Recently I have started seeing the quote “Trauma is the original gateway drug” on the post of some friends of mine with interests in mental health. Whether or not this statement can be taken at face value, it brings up a valuable point that is often overlooked when we deal with problems of drug and alcohol addiction. When we see people who are trapped in the grip of addiction to some cruel drug or to alcohol abuse, it is usually our priority to help these people get out from the grips of that addiction. It is worthwhile to ask though, because it is not always asked, what is the person running from? When people are in the grasp of drug or alcohol use, and the substance they are abusing is not one whose addictiveness is extreme, it is fair to ask what it is that these people want to consign to oblivion by partaking in their use of such substances. And as the statement fairly indicates, trauma is frequently one of the things that people are running from when they run to drugs and alcohol.

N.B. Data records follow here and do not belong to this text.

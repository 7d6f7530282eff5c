//! History commands: `commit`, `status`, `log`, `diff`, `show`, `revert`
//!
//! # Usage
//! ```bash
//! mem commit -m "capture design notes"
//! mem status
//! mem log -n 5 --oneline
//! mem diff            # staged changes vs HEAD
//! mem diff HEAD~2     # HEAD vs an older revision
//! mem show HEAD~1
//! mem revert HEAD~1   # destructive: resets branch and files
//! ```

use anyhow::{Context, Result};
use clap::Args;
use colored::Colorize;

use super::{print_json, App};
use crate::core::history::{ChangeKind, Commit};

#[derive(Args, Debug)]
pub struct CommitArgs {
    /// Commit message
    #[arg(short, long)]
    pub message: String,
}

#[derive(Args, Debug)]
pub struct StatusArgs {}

#[derive(Args, Debug)]
pub struct LogArgs {
    /// Number of commits to show (0 = all)
    #[arg(short = 'n', long = "number", default_value_t = 10)]
    pub number: i64,

    /// One commit per line
    #[arg(long)]
    pub oneline: bool,
}

#[derive(Args, Debug)]
pub struct DiffArgs {
    /// Revision to compare HEAD against; staged changes when omitted
    pub reference: Option<String>,
}

#[derive(Args, Debug)]
pub struct ShowArgs {
    /// Revision (hash, branch, HEAD~n)
    #[arg(default_value = "HEAD")]
    pub reference: String,
}

#[derive(Args, Debug)]
pub struct RevertArgs {
    /// Revision to reset to
    pub reference: String,
}

pub fn run_commit(args: CommitArgs, app: &App) -> Result<()> {
    let commit = app
        .service
        .commit(&app.scope, &args.message, &app.cancel)
        .context("commit")?;

    println!("[{}] {}", commit.short_hash().yellow(), commit.message);
    Ok(())
}

pub fn run_status(_args: StatusArgs, app: &App) -> Result<()> {
    let status = app
        .service
        .status(&app.scope, &app.cancel)
        .context("read status")?;

    if app.json {
        return print_json(&serde_json::json!({
            "scope": status.scope.kind,
            "branch": status.branch.name,
            "staged": status.staged,
        }));
    }

    println!("On branch {}", status.branch.name.cyan().bold());
    println!("{}", format!("Scope: {}", status.scope).dimmed());

    if status.staged.is_empty() {
        println!("\nNothing staged.");
        return Ok(());
    }

    println!("\nChanges to be committed:");
    for change in &status.staged {
        let label = match change.kind {
            ChangeKind::Added => "added:   ".green(),
            ChangeKind::Modified => "modified:".yellow(),
            ChangeKind::Deleted => "deleted: ".red(),
        };
        println!("  {} {}", label, change.path);
    }
    Ok(())
}

pub fn run_log(args: LogArgs, app: &App) -> Result<()> {
    let commits = app
        .service
        .log(&app.scope, args.number, &app.cancel)
        .context("read log")?;

    if app.json {
        return print_json(&commits);
    }

    for commit in &commits {
        if args.oneline {
            println!("{} {}", commit.short_hash().yellow(), commit.message);
        } else {
            print_commit(commit);
        }
    }
    Ok(())
}

pub fn run_diff(args: DiffArgs, app: &App) -> Result<()> {
    let reference = args.reference.unwrap_or_default();
    let diff = app
        .service
        .diff(&app.scope, &reference, &app.cancel)
        .context("diff")?;

    if diff.is_empty() {
        println!("No changes.");
        return Ok(());
    }
    print!("{}", diff);
    Ok(())
}

pub fn run_show(args: ShowArgs, app: &App) -> Result<()> {
    let commit = app
        .service
        .show(&app.scope, &args.reference, &app.cancel)
        .with_context(|| format!("show {}", args.reference))?;

    if app.json {
        return print_json(&commit);
    }
    print_commit(&commit);
    if !commit.parents.is_empty() {
        println!("Parents: {}", commit.parents.join(" ").dimmed());
    }
    Ok(())
}

pub fn run_revert(args: RevertArgs, app: &App) -> Result<()> {
    app.service
        .revert(&app.scope, &args.reference, &app.cancel)
        .with_context(|| format!("revert to {}", args.reference))?;

    println!("{} Reverted to {}", "✓".green(), args.reference);
    Ok(())
}

fn print_commit(commit: &Commit) {
    println!("{} {}", "commit".yellow(), commit.hash.yellow());
    println!("Author: {}", commit.author);
    println!(
        "Date:   {}\n",
        commit.timestamp.format("%a %b %-d %H:%M:%S %Y %z")
    );
    for line in commit.message.lines() {
        println!("    {}", line);
    }
    println!();
}
//! `mem add` command
//!
//! Appends to a memory (creating it if needed) and commits.
//!
//! # Usage
//! ```bash
//! mem add journal/2024 "met with the API team"
//! git log -1 --format=%s | mem add changes/log
//! ```

use anyhow::{Context, Result};
use clap::Args;
use colored::Colorize;

use super::{content_or_stdin, parse_key, App};

#[derive(Args, Debug)]
pub struct AddArgs {
    /// Memory key
    pub key: String,

    /// Text to append; read from stdin when omitted
    pub content: Option<String>,

    /// Commit message (default: "add: append to <key>")
    #[arg(short, long)]
    pub message: Option<String>,
}

pub async fn run(args: AddArgs, app: &App) -> Result<()> {
    let key = parse_key(&args.key)?;
    let content = content_or_stdin(args.content)?;

    let commit = app
        .service
        .add(&app.scope, &key, &content, args.message.as_deref(), &app.cancel)
        .await
        .context("add to memory")?;

    println!(
        "{} Appended to {} {}",
        "✓".green(),
        key.as_str().cyan(),
        format!("[{}]", commit.short_hash()).dimmed()
    );
    Ok(())
}
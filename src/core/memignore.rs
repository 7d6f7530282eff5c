//! Ignore rules - `.memignore` at the scope root
//!
//! Gitignore syntax. Only this one file counts: the host project's
//! `.gitignore`, `info/exclude` and global excludes never block a memory.

use std::path::Path;

use ignore::gitignore::{Gitignore, GitignoreBuilder};
use tracing::warn;

use super::scope::Scope;
use crate::error::{MemError, Result};

/// Compiled `.memignore` patterns for one scope
pub struct IgnoreRules {
    matcher: Gitignore,
}

impl IgnoreRules {
    /// Rules that ignore nothing
    pub fn empty() -> Self {
        Self {
            matcher: Gitignore::empty(),
        }
    }

    /// Read `<root>/.memignore`; a missing file ignores nothing
    ///
    /// Malformed lines are skipped with a warning.
    pub fn load(scope: &Scope) -> Result<Self> {
        let path = scope.ignore_path();
        if !path.is_file() {
            return Ok(Self::empty());
        }

        let mut builder = GitignoreBuilder::new(&scope.root);
        if let Some(e) = builder.add(&path) {
            warn!(path = %path.display(), error = %e, "skipping bad ignore patterns");
        }
        let matcher = builder
            .build()
            .map_err(|e| MemError::Config(format!("{}: {}", path.display(), e)))?;

        Ok(Self { matcher })
    }

    /// Whether `rel` (relative to the root) or one of its parent dirs matches
    pub fn is_ignored(&self, rel: &Path) -> bool {
        self.matcher
            .matched_path_or_any_parents(rel, false)
            .is_ignore()
    }
}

This presents us with serious difficulties when it comes to encouraging the sobriety of our friends and relatives and those around us. When someone is running from something that intense, it is a very difficult task to get them to want to face something that dark and evil without the aid of something to dull the mind and the horror of it. I think most of us, whether or not we can empathize with that horror, can at least sympathize with someone in the grips of that sort of difficulty. We can recognize that there are things we may not want to face, some nightmares, some anxieties, some tendencies of hypervigilance and always feeling on edge, and may understand that others would be highly motivated to want to take the edge off. We might readily understand that it takes a moral courage to face such matters that cannot be taken for granted in order to face such things soberly through dark days and troubled nights.
But at the same time, it is not as if this is the only thing people are running from. If you are of age and you are so inclined, it can be an interesting task to spend time in a bar, even if (especially if) you are not the sort of person who is inclined to do a lot of drinking. If you are fond of people watching, you can see all kinds of people enjoy perhaps a bit too much to drink over the course of hours while you eat, read, and observe. I speak from my own personal experience here that there are a great many of things less serious than trauma that people tend to run from. Among them include such things as boredom and loneliness, as well as the pervasive anxiety of depending on one’s skills at persuasion to make a living, as is the case for many in sales. Anything that puts an edge in our lives, that provides with a sense of unease or anxiety, is likely to motivate us to get rid of that anxiety, and chemicals like alcohol (but not only alcohol) are an easy way to dull the edge from life for a while.
It is of little surprise that our contemporary era is full of problems of this nature. One can go many places to find discussions of the supposed crisis of addiction to painkillers in our society, and this can be readily understood by the fact that people do not like dealing with chronic pain. When one has a condition that makes one hurt all the time, and there are certainly many that could be present, it is entirely natural to want that pain to go away, and contemporary medicine is not very skilled at making the suffering of existence go away. Similarly, it is well worth pondering what is it that people run to when they drink too much at the bar or when they find themselves regular visitors to their local dispensary or find themselves using other drugs that dull the edges of a difficult life. When we see the unattractiveness of what people are running to, it is well worth considering what they are running from. And if we want people to face the pain and suffering of their lives instead of running away from it, we must do a far better job of cultivating and encouraging the heroic rather than the cowardly tendencies of our generation of humanity. In an age that mocks morals and has no stomach for endurance or longsuffering, how do we expect courage to be common, after all?